=== Supplied information ===

//! Article input and sentiment/semantic output types
//!
//! Articles arrive already collected; everything else here is produced by
//! the pipeline and is recomputed on every analysis call.

use chrono::{DateTime, Utc};
use serde::{Deserialize, Serialize};
use std::fmt;

/// A news article as delivered by the collection layer
#[derive(Debug, Clone, PartialEq, Default, Serialize, Deserialize)]
#[serde(rename_all = "camelCase")]
pub struct Article {
    pub id: String,
    pub title: String,
    #[serde(default)]
    pub content: String,
    #[serde(default)]
    pub summary: String,
    #[serde(default)]
    pub category: String,
    #[serde(default)]
    pub source: String,
    #[serde(default)]
    pub publish_date: Option<DateTime<Utc>>,
    #[serde(default)]
    pub tags: Vec<String>,
}

impl Article {
    pub fn new(id: &str, title: &str, content: &str) -> Self {
        Self {
            id: id.to_string(),
            title: title.to_string(),
            content: content.to_string(),
            ..Default::default()
        }
    }

    pub fn with_summary(mut self, summary: &str) -> Self {
        self.summary = summary.to_string();
        self
    }

    pub fn with_category(mut self, category: &str) -> Self {
        self.category = category.to_string();
        self
    }

    pub fn with_source(mut self, source: &str) -> Self {
        self.source = source.to_string();
        self
    }

    pub fn with_publish_date(mut self, date: DateTime<Utc>) -> Self {
        self.publish_date = Some(date);
        self
    }

    pub fn with_tags(mut self, tags: &[&str]) -> Self {
        self.tags = tags.iter().map(|t| t.to_string()).collect();
        self
    }

    /// Title, summary and content joined as one text
    pub fn full_text(&self) -> String {
        [&self.title, &self.summary, &self.content]
            .iter()
            .filter(|s| !s.trim().is_empty())
            .map(|s| s.trim())
            .collect::<Vec<_>>()
            .join(". ")
    }

    /// True when no section carries any text
    pub fn is_blank(&self) -> bool {
        self.title.trim().is_empty()
            && self.summary.trim().is_empty()
            && self.content.trim().is_empty()
    }
}

/// Polarity label
#[derive(Debug, Clone, Copy, PartialEq, Eq, Hash, Serialize, Deserialize, Default)]
#[serde(rename_all = "lowercase")]
pub enum Sentiment {
    Positive,
    Negative,
    #[default]
    Neutral,
}

impl Sentiment {
    /// Label for a signed value, neutral within `[-threshold, threshold]`
    pub fn from_score(score: f64, threshold: f64) -> Self {
        if score > threshold {
            Sentiment::Positive
        } else if score < -threshold {
            Sentiment::Negative
        } else {
            Sentiment::Neutral
        }
    }

    /// +1, -1 or 0
    pub fn sign(self) -> f64 {
        match self {
            Sentiment::Positive => 1.0,
            Sentiment::Negative => -1.0,
            Sentiment::Neutral => 0.0,
        }
    }
}

impl fmt::Display for Sentiment {
    fn fmt(&self, f: &mut fmt::Formatter<'_>) -> fmt::Result {
        match self {
            Sentiment::Positive => write!(f, "positive"),
            Sentiment::Negative => write!(f, "negative"),
            Sentiment::Neutral => write!(f, "neutral"),
        }
    }
}

/// Coarse magnitude bucket
#[derive(Debug, Clone, Copy, PartialEq, Eq, PartialOrd, Ord, Hash, Serialize, Deserialize, Default)]
#[serde(rename_all = "lowercase")]
pub enum Intensity {
    #[default]
    Low,
    Medium,
    High,
}

impl fmt::Display for Intensity {
    fn fmt(&self, f: &mut fmt::Formatter<'_>) -> fmt::Result {
        match self {
            Intensity::Low => write!(f, "low"),
            Intensity::Medium => write!(f, "medium"),
            Intensity::High => write!(f, "high"),
        }
    }
}

/// Context that shaped a score
#[derive(Debug, Clone, PartialEq, Default, Serialize, Deserialize)]
#[serde(rename_all = "camelCase")]
pub struct ContextualFactors {
    /// Share of the lexical evidence found in the title (0.0 - 1.0)
    pub title_weight: f64,
    /// Share of the lexical evidence found in summary and content (0.0 - 1.0)
    pub content_weight: f64,
    /// Recency of the article (1.0 = fresh)
    pub temporal_relevance: f64,
    /// Normalized linguistic complexity (0.0 - 1.0)
    pub linguistic_complexity: f64,
    /// Entities found by semantic analysis
    pub semantic_entity_count: usize,
    /// Semantic density of the text (0.0 - 1.0)
    pub semantic_density: f64,
}

/// Scoring output for one article
#[derive(Debug, Clone, PartialEq, Default, Serialize, Deserialize)]
#[serde(rename_all = "camelCase")]
pub struct SentimentResult {
    pub sentiment: Sentiment,
    /// Net polarity (-1.0 - 1.0)
    pub score: f64,
    /// Confidence (0.0 - 1.0)
    pub confidence: f64,
    pub intensity: Intensity,
    /// Lexicon terms matched in the text
    pub emotions: Vec<String>,
    pub contextual_factors: ContextualFactors,
}

impl SentimentResult {
    /// Zero-confidence neutral result for blank input
    pub fn neutral() -> Self {
        Self::default()
    }

    /// Force every numeric field into its documented range
    pub fn clamped(mut self) -> Self {
        self.score = clamp_or_zero(self.score, -1.0, 1.0);
        self.confidence = clamp_or_zero(self.confidence, 0.0, 1.0);
        let factors = &mut self.contextual_factors;
        factors.title_weight = clamp_or_zero(factors.title_weight, 0.0, 1.0);
        factors.content_weight = clamp_or_zero(factors.content_weight, 0.0, 1.0);
        factors.temporal_relevance = clamp_or_zero(factors.temporal_relevance, 0.0, 1.0);
        factors.linguistic_complexity = clamp_or_zero(factors.linguistic_complexity, 0.0, 1.0);
        factors.semantic_density = clamp_or_zero(factors.semantic_density, 0.0, 1.0);
        self
    }
}

/// Clamp, mapping NaN to zero
pub fn clamp_or_zero(value: f64, min: f64, max: f64) -> f64 {
    if value.is_nan() {
        0.0
    } else {
        value.clamp(min, max)
    }
}

/// Kinds of semantic entity
#[derive(Debug, Clone, Copy, PartialEq, Eq, Hash, Serialize, Deserialize)]
#[serde(rename_all = "lowercase")]
pub enum EntityType {
    Person,
    Place,
    Organization,
    Topic,
}

impl EntityType {
    /// Named entities carry a surface form that can be located in text
    pub fn is_named(self) -> bool {
        !matches!(self, EntityType::Topic)
    }
}

impl fmt::Display for EntityType {
    fn fmt(&self, f: &mut fmt::Formatter<'_>) -> fmt::Result {
        match self {
            EntityType::Person => write!(f, "person"),
            EntityType::Place => write!(f, "place"),
            EntityType::Organization => write!(f, "organization"),
            EntityType::Topic => write!(f, "topic"),
        }
    }
}

/// An entity detected in one analysis call
#[derive(Debug, Clone, PartialEq, Serialize, Deserialize)]
pub struct SemanticEntity {
    pub name: String,
    pub entity_type: EntityType,
    /// Confidence score (0.0 - 1.0)
    pub confidence: f64,
    pub mentions: u32,
    /// Surrounding snippets
    pub contexts: Vec<String>,
}

impl SemanticEntity {
    pub fn new(name: &str, entity_type: EntityType, confidence: f64) -> Self {
        Self {
            name: name.to_string(),
            entity_type,
            confidence: confidence.clamp(0.0, 1.0),
            mentions: 1,
            contexts: Vec::new(),
        }
    }

    pub fn with_context(mut self, context: &str) -> Self {
        self.contexts.push(context.to_string());
        self
    }
}

/// A relation between two entities of the same sentence
#[derive(Debug, Clone, PartialEq, Serialize, Deserialize)]
pub struct SemanticRelation {
    pub subject: String,
    pub predicate: String,
    pub object: String,
    pub sentiment: Sentiment,
    /// Strength (0.0 - 1.0)
    pub strength: f64,
}

/// Sentence-level sentiment tallies for one topic
#[derive(Debug, Clone, PartialEq, Serialize, Deserialize)]
#[serde(rename_all = "camelCase")]
pub struct TopicSentiment {
    pub topic: String,
    pub positive: u32,
    pub negative: u32,
    pub neutral: u32,
    pub dominant_sentiment: Sentiment,
    pub related_entities: Vec<String>,
}

impl TopicSentiment {
    pub fn new(topic: &str) -> Self {
        Self {
            topic: topic.to_string(),
            positive: 0,
            negative: 0,
            neutral: 0,
            dominant_sentiment: Sentiment::Neutral,
            related_entities: Vec::new(),
        }
    }

    /// Tally one sentence
    pub fn record(&mut self, sentiment: Sentiment) {
        match sentiment {
            Sentiment::Positive => self.positive += 1,
            Sentiment::Negative => self.negative += 1,
            Sentiment::Neutral => self.neutral += 1,
        }
        self.dominant_sentiment = self.dominant();
    }

    /// Strictly greatest counter; ties resolve to neutral
    fn dominant(&self) -> Sentiment {
        if self.positive > self.negative && self.positive > self.neutral {
            Sentiment::Positive
        } else if self.negative > self.positive && self.negative > self.neutral {
            Sentiment::Negative
        } else {
            Sentiment::Neutral
        }
    }
}

/// Full output of semantic analysis
#[derive(Debug, Clone, PartialEq, Default, Serialize, Deserialize)]
#[serde(rename_all = "camelCase")]
pub struct SemanticAnalysis {
    pub entities: Vec<SemanticEntity>,
    pub relations: Vec<SemanticRelation>,
    pub topic_sentiments: Vec<TopicSentiment>,
    pub key_phrases: Vec<String>,
    pub semantic_density: f64,
}

impl SemanticAnalysis {
    /// Entities of one type
    pub fn entities_of(&self, entity_type: EntityType) -> impl Iterator<Item = &SemanticEntity> {
        self.entities
            .iter()
            .filter(move |e| e.entity_type == entity_type)
    }
}

#[cfg(test)]
mod tests {
    use super::*;

    #[test]
    fn test_article_deserializes_camel_case() {
        let json = r#"{
            "id": "a1",
            "title": "Titre",
            "content": "Texte",
            "publishDate": "2024-03-01T08:00:00Z",
            "tags": ["x"]
        }"#;
        let article: Article = serde_json::from_str(json).unwrap();
        assert_eq!(article.id, "a1");
        assert!(article.publish_date.is_some());
        assert!(article.summary.is_empty());
        assert_eq!(article.tags, vec!["x".to_string()]);
    }

    #[test]
    fn test_blank_article() {
        assert!(Article::new("a", "  ", "\n\t").is_blank());
        assert!(!Article::new("a", "Titre", "").is_blank());
    }

    #[test]
    fn test_clamped_result() {
        let result = SentimentResult {
            score: 1.7,
            confidence: f64::NAN,
            ..Default::default()
        }
        .clamped();
        assert_eq!(result.score, 1.0);
        assert_eq!(result.confidence, 0.0);
    }

    #[test]
    fn test_topic_dominant_ties_favor_neutral() {
        let mut topic = TopicSentiment::new("économie");
        topic.record(Sentiment::Positive);
        topic.record(Sentiment::Negative);
        assert_eq!(topic.dominant_sentiment, Sentiment::Neutral);
        topic.record(Sentiment::Positive);
        assert_eq!(topic.dominant_sentiment, Sentiment::Positive);
    }

    #[test]
    fn test_sentiment_from_score() {
        assert_eq!(Sentiment::from_score(0.2, 0.1), Sentiment::Positive);
        assert_eq!(Sentiment::from_score(-0.2, 0.1), Sentiment::Negative);
        assert_eq!(Sentiment::from_score(0.1, 0.1), Sentiment::Neutral);
    }
}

===

If a line holds the string "Person", it counts; please state how many such lines there are in the data, with nothing more.

▶ Answer area: 2